Baked mackerel with herbs and garnished with lemon?>

Omega-3s in Fish: Top Picks

by Berkeley Wellness  

There are many different ways to choose the “best” fish, depending on your priorities.* Here, popular seafood is ranked by omega-3 fatty acid content. EPA/DHA content varies by species, variety, and even season, so figures represent estimated ranges per 3-ounce cooked portion:

More than 1,500 milligrams: herring, wild (Atlantic and Pacific); salmon, farmed (Atlantic); salmon, wild (king); mackerel, wild (Pacific and jack)

1,000 to 1,500 milligrams: salmon, canned (pink, sockeye, and chum); mackerel, canned (jack); mackerel, wild (Atlantic and Spanish); tuna, wild (bluefin)

500 to 1,000 milligrams: salmon, wild (sockeye, coho, chum, and pink); sardines, canned; tuna, canned (white albacore); swordfish, wild; trout, farmed (rainbow); oysters, wild and farmed; mussels, wild and farmed

200 to 500 milligrams: tuna, canned (light); tuna, wild (skipjack); pollock, wild (Alaskan); rockfish, wild (Pacific); clams, wild and farmed; crab, wild (king, Dungeness, and snow); lobster, wild (spiny); snapper, wild; grouper, wild; flounder/sole, wild; halibut, wild (Pacific and Atlantic); ocean perch, wild; squid, wild (fried); fish sticks (breaded)

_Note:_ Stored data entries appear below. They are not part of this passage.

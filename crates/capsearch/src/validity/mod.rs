//! Validity sets and the elimination waves that maintain them.
//!
//! Purpose
//! - Track, for the current cap prefix, which points may still be appended.
//! - Each cap extension runs one wave: every flat-defining point tuple becomes an
//!   independent task that marks the points of its affine span invalid.
//!
//! Why this design
//! - Tasks only ever store `false` into a shared `AtomicBool` array, so racing
//!   writes converge and no lock is needed. A wave is checked after the join:
//!   the mark count must match `tasks × |coeffs|`.
//! - Waves run on a fixed rayon pool owned by the search context; small waves
//!   run inline since their dispatch cost exceeds the work.
//! - A child set is built from a copy of the parent, so unwinding a branch just
//!   drops the child.
//!
//! Code cross-refs: `space::AffineSpace::combine_columns`, `coeffs::CoefficientSet`.

mod elim;
mod types;

pub use elim::{eliminate, Eliminator, WaveStats};
pub use types::ValiditySet;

Less than 200 milligrams: scallops, wild; shrimp, wild and farmed; lobster, wild (northern); crab, wild (blue); cod, wild; haddock, wild; tilapia, farmed; catfish, farmed; mahimahi, wild; tuna, wild (yellowfin); orange roughy, wild; surimi product (imitation crab)

*Other criteria for choosing fish are based on their potential mercury levels and their environmental sustainability.